The mythological hero may be half-man and half-god, but Brett Ratner turns him into half-superhero, half-dullard

A bore, a drag, an eyesore, a trifle: Brett Ratner‘s ‘roid-brained “Hercules” is all of these, but most of all it’s a self-satisfied smirk drawn on a 64-ounce protein shake. It’s a supernatural epic that never feels quite colossal or consequential enough, as well as an utter waste of Dwayne Johnson‘s unique dopey-flirty charm in a starring role that requires him only to open his mouth very wide when yelling and look unmistakably masculine while wearing nothing but a leather miniskirt and one of those animal-head hats popular with middle-school girls.

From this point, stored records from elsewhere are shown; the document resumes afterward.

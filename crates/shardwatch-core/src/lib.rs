//! shardwatch-core — shared configuration and identity types.
//!
//! Everything here is loaded once at startup and immutable afterwards:
//! the monitor configuration, the models it watches, and the peer
//! identities and addresses it reads out of the DHT.

pub mod addr;
pub mod config;
pub mod error;
pub mod model;
pub mod peer;

pub use addr::MultiaddrExt;
pub use config::{MonitorConfig, parse_duration};
pub use error::{ConfigError, ConfigResult};
pub use model::ModelDescriptor;
pub use multiaddr::{Multiaddr, Protocol};
pub use peer::{PeerId, PeerIdError, peer_id_from_digest};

Adapted from the comic book by the recently deceased Steve Moore (who repotedly wanted his name removed from the film), this Hercules belongs to the Dark Knight school of gloomy antiheroes. Johnson’s demigod comes with a ghastly backstory that would fell mere mortals: his entirely family was slaughtered while he was in the same room with them, and it’s rumored that he’s the culprit, since according to the New Comic-Book Hero Rules, behind every great man is a great woman who meets a violent death because of him.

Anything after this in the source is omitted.